For the next seven months Texas Tech University's College of Agricultural Sciences and Natural Resources will be home to Osama Mohawesh, an internationally-recognized scientist as part of the Fulbright Visiting Scholar Program. Mohawesh is one of approximately 850 outstanding foreign faculty and professionals teaching or conducting research in the United States this year through the visiting scholar program.
In his home country, Jordan, Mohawesh serves as a Professor in Water Resources Engineering and as a Dean of Scientific Research at Mutah University. At Mutah University, he teaches courses on smart irrigation, sustainable agriculture, and food security and focuses his research on enhancing land productivity using eco-friendly and low-cost technology. He holds a bachelor's degree from Jordan University of Science and Technology, Jordan, and master's degree form Utsunomiya University, Japan. His doctoral degree is from Tokyo University for Agriculture and Technology, Japan.
"Having a Fulbright Visiting Scholar on campus is a terrific opportunity for CASNR faculty and students to exchange in research ideas and methods that are of mutual interest," said Christy Bratcher, CASNR's Associate Dean for Research. "International collaborations are important in uncovering valuable research discoveries. Interacting with Dr. Mohawesh is an opportunity for faculty and students to extend their global understanding of soil and water resources management."
CASNR officials note that the Fulbright Program is really built on the concept of mutual understanding and the exchange of ideas and knowledge. As with all international students and scholars, there is so much to learn from one another, and as the world continues to become more interconnected that exchange of information is becoming all the more important.
While at Texas Tech, Mohawesh will be working in the laboratory of Sanjit Deb, an assistant professor with Tech's Department of Plant and Soil Science, on the implementation of smart irrigation and biochar amendments for sustainable water resources and soil fertility management. This collaboration will allow tangible progress in their common interest of advancing food security and sustainability in regions that are experiencing rapid population growth and expecting significant impact from global climate change.
"We are very excited to have Dr. Mohawesh with us," Deb said. "His visit is an excellent opportunity to conduct our proposed research. Our work will investigate the influence of biochar on soil water retention and root-zone soil-water dynamics. Our focus is on agricultural soils of different textures in semiarid climatic conditions.

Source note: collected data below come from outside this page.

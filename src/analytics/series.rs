//! Time-bucketed series for the dashboard charts
//!
//! The store groups visits by a period label whose format depends on the
//! granularity (`HH`, `YYYY-MM-DD` or `YYYY-MM`). Labels are parsed back into
//! instants before sorting; a label that does not parse fails the whole series.

use chrono::{DateTime, Datelike, Duration, Months, NaiveDate, NaiveDateTime, Utc};
use serde::{Deserialize, Serialize};
use std::collections::{BTreeMap, HashSet};
use thiserror::Error;

use crate::analytics::storage::{SeriesRow, TimeRange};

pub const METRIC_VISITS: &str = "visits";
pub const METRIC_UNIQUE_VISITORS: &str = "uniqueVisitors";
pub const METRIC_AVG_TIME_SPENT: &str = "avgTimeSpent";

#[derive(Debug, Clone, PartialEq, Eq, Error)]
#[error("period label '{label}' is not a valid {granularity} label")]
pub struct FormatError {
    pub label: String,
    pub granularity: Granularity,
}

#[derive(Debug, Clone, Copy, Default, PartialEq, Eq, Hash, Serialize, Deserialize)]
#[serde(rename_all = "lowercase")]
pub enum Granularity {
    Hour,
    #[default]
    Day,
    Month,
}

impl Granularity {
    /// Unrecognised values fall back to `Day`
    pub fn parse(value: &str) -> Self {
        match value.trim().to_ascii_lowercase().as_str() {
            "hour" => Granularity::Hour,
            "month" => Granularity::Month,
            _ => Granularity::Day,
        }
    }

    pub fn as_str(&self) -> &'static str {
        match self {
            Granularity::Hour => "hour",
            Granularity::Day => "day",
            Granularity::Month => "month",
        }
    }

    /// `strftime`-style pattern of this granularity's labels
    pub fn label_format(&self) -> &'static str {
        match self {
            Granularity::Hour => "%H",
            Granularity::Day => "%Y-%m-%d",
            Granularity::Month => "%Y-%m",
        }
    }

    /// Label of the bucket containing `at` (UTC)
    pub fn label(&self, at: DateTime<Utc>) -> String {
        at.format(self.label_format()).to_string()
    }

    /// Parse a label back into the instant that starts its bucket.
    /// Hour labels are anchored on the Unix epoch day.
    pub fn parse_label(&self, label: &str) -> Result<NaiveDateTime, FormatError> {
        let err = || FormatError {
            label: label.to_string(),
            granularity: *self,
        };

        match self {
            Granularity::Hour => {
                if label.len() != 2 || !label.bytes().all(|b| b.is_ascii_digit()) {
                    return Err(err());
                }
                let hour: u32 = label.parse().map_err(|_| err())?;
                NaiveDate::from_ymd_opt(1970, 1, 1)
                    .and_then(|d| d.and_hms_opt(hour, 0, 0))
                    .ok_or_else(err)
            }
            Granularity::Day => NaiveDate::parse_from_str(label, "%Y-%m-%d")
                .ok()
                .filter(|d| d.format("%Y-%m-%d").to_string() == label)
                .and_then(|d| d.and_hms_opt(0, 0, 0))
                .ok_or_else(err),
            Granularity::Month => NaiveDate::parse_from_str(&format!("{label}-01"), "%Y-%m-%d")
                .ok()
                .filter(|d| d.format("%Y-%m").to_string() == label)
                .and_then(|d| d.and_hms_opt(0, 0, 0))
                .ok_or_else(err),
        }
    }
}

impl std::fmt::Display for Granularity {
    fn fmt(&self, f: &mut std::fmt::Formatter<'_>) -> std::fmt::Result {
        f.write_str(self.as_str())
    }
}

#[derive(Debug, Clone, PartialEq, Serialize)]
pub struct SeriesPoint {
    pub period: String,
    #[serde(flatten)]
    pub metrics: BTreeMap<String, f64>,
}

impl SeriesPoint {
    pub fn new(period: impl Into<String>) -> Self {
        Self {
            period: period.into(),
            metrics: BTreeMap::new(),
        }
    }

    pub fn with_metric(mut self, name: &str, value: f64) -> Self {
        self.metrics.insert(name.to_string(), value);
        self
    }

    pub fn metric(&self, name: &str) -> f64 {
        self.metrics.get(name).copied().unwrap_or(0.0)
    }
}

impl From<SeriesRow> for SeriesPoint {
    fn from(row: SeriesRow) -> Self {
        SeriesPoint::new(row.period)
            .with_metric(METRIC_VISITS, row.visits as f64)
            .with_metric(METRIC_UNIQUE_VISITORS, row.unique_visitors as f64)
            .with_metric(METRIC_AVG_TIME_SPENT, row.avg_time_spent)
    }
}

/// Sort points ascending by the instant their label denotes
pub fn order_series(
    points: Vec<SeriesPoint>,
    granularity: Granularity,
) -> Result<Vec<SeriesPoint>, FormatError> {
    let mut keyed = points
        .into_iter()
        .map(|point| Ok((granularity.parse_label(&point.period)?, point)))
        .collect::<Result<Vec<_>, FormatError>>()?;

    keyed.sort_by(|a, b| a.0.cmp(&b.0));

    Ok(keyed.into_iter().map(|(_, point)| point).collect())
}

/// Every bucket label between `range.start` and `range.end`, in chronological order
pub fn expected_labels(range: TimeRange, granularity: Granularity) -> Vec<String> {
    let (Some(start), Some(end)) = (
        DateTime::<Utc>::from_timestamp(range.start, 0),
        DateTime::<Utc>::from_timestamp(range.end, 0),
    ) else {
        return vec![];
    };

    if start > end {
        return vec![];
    }

    match granularity {
        Granularity::Hour => {
            // Hour-of-day labels repeat after a full day
            let mut labels = Vec::new();
            let mut cursor = start - Duration::seconds(range.start.rem_euclid(3600));
            while cursor <= end && labels.len() < 24 {
                labels.push(granularity.label(cursor));
                cursor += Duration::hours(1);
            }
            labels
        }
        Granularity::Day => start
            .date_naive()
            .iter_days()
            .take_while(|d| *d <= end.date_naive())
            .map(|d| d.format("%Y-%m-%d").to_string())
            .collect(),
        Granularity::Month => {
            let mut labels = Vec::new();
            let first = start.date_naive().with_day(1);
            let last = end.date_naive().with_day(1);
            let (Some(mut cursor), Some(last)) = (first, last) else {
                return labels;
            };
            while cursor <= last {
                labels.push(cursor.format("%Y-%m").to_string());
                match cursor.checked_add_months(Months::new(1)) {
                    Some(next) => cursor = next,
                    None => break,
                }
            }
            labels
        }
    }
}

/// Add zero-valued points for buckets the store returned no rows for, then
/// order the series.
pub fn fill_gaps(
    points: Vec<SeriesPoint>,
    range: TimeRange,
    granularity: Granularity,
    metric_names: &[&str],
) -> Result<Vec<SeriesPoint>, FormatError> {
    let present: HashSet<String> = points.iter().map(|p| p.period.clone()).collect();

    let mut filled = points;
    for label in expected_labels(range, granularity) {
        if !present.contains(&label) {
            let zero = metric_names
                .iter()
                .fold(SeriesPoint::new(label), |p, name| p.with_metric(name, 0.0));
            filled.push(zero);
        }
    }

    order_series(filled, granularity)
}

/// Render seconds as `"Xm Ys"`
pub fn format_duration(seconds: f64) -> String {
    if !seconds.is_finite() || seconds <= 0.0 {
        return "0m 0s".to_string();
    }
    let total = seconds as u64;
    format!("{}m {}s", total / 60, total % 60)
}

We are also very interested in examining the effects of early-season planting in biochar-amended soils on the germination, growth, yield, and quality of cotton germplasm with cold germination ability."
Deb, who joined the CASNR faculty in 2015, broadly focuses his research on soil and water resources management in water-limited and irrigated agricultural production systems, as well as other natural and managed ecosystems. His interests include applied soil physics, vadose zone transport and flow processes, soil-water-plant-atmosphere relationships, and spatial and temporal variability of soil properties. Deb's doctorate in biological and environmental engineering is from the University of Tokyo.
The Fulbright Program, one of the nation's flagship international educational exchange program, is sponsored by the U.S. Department of State's Bureau of Educational and Cultural Affairs. Since its establishment in 1946, the program has provided nearly 300,000 people—approximately 110,000 of them from the United States—with an opportunity to study, teach or research abroad.
The program allows grantees to observe each other's political, economic, educational and cultural institutions, exchange ideas, and participate on joint ventures of importance to the general welfare of the world's inhabitants. It operates in more than 150 countries worldwide.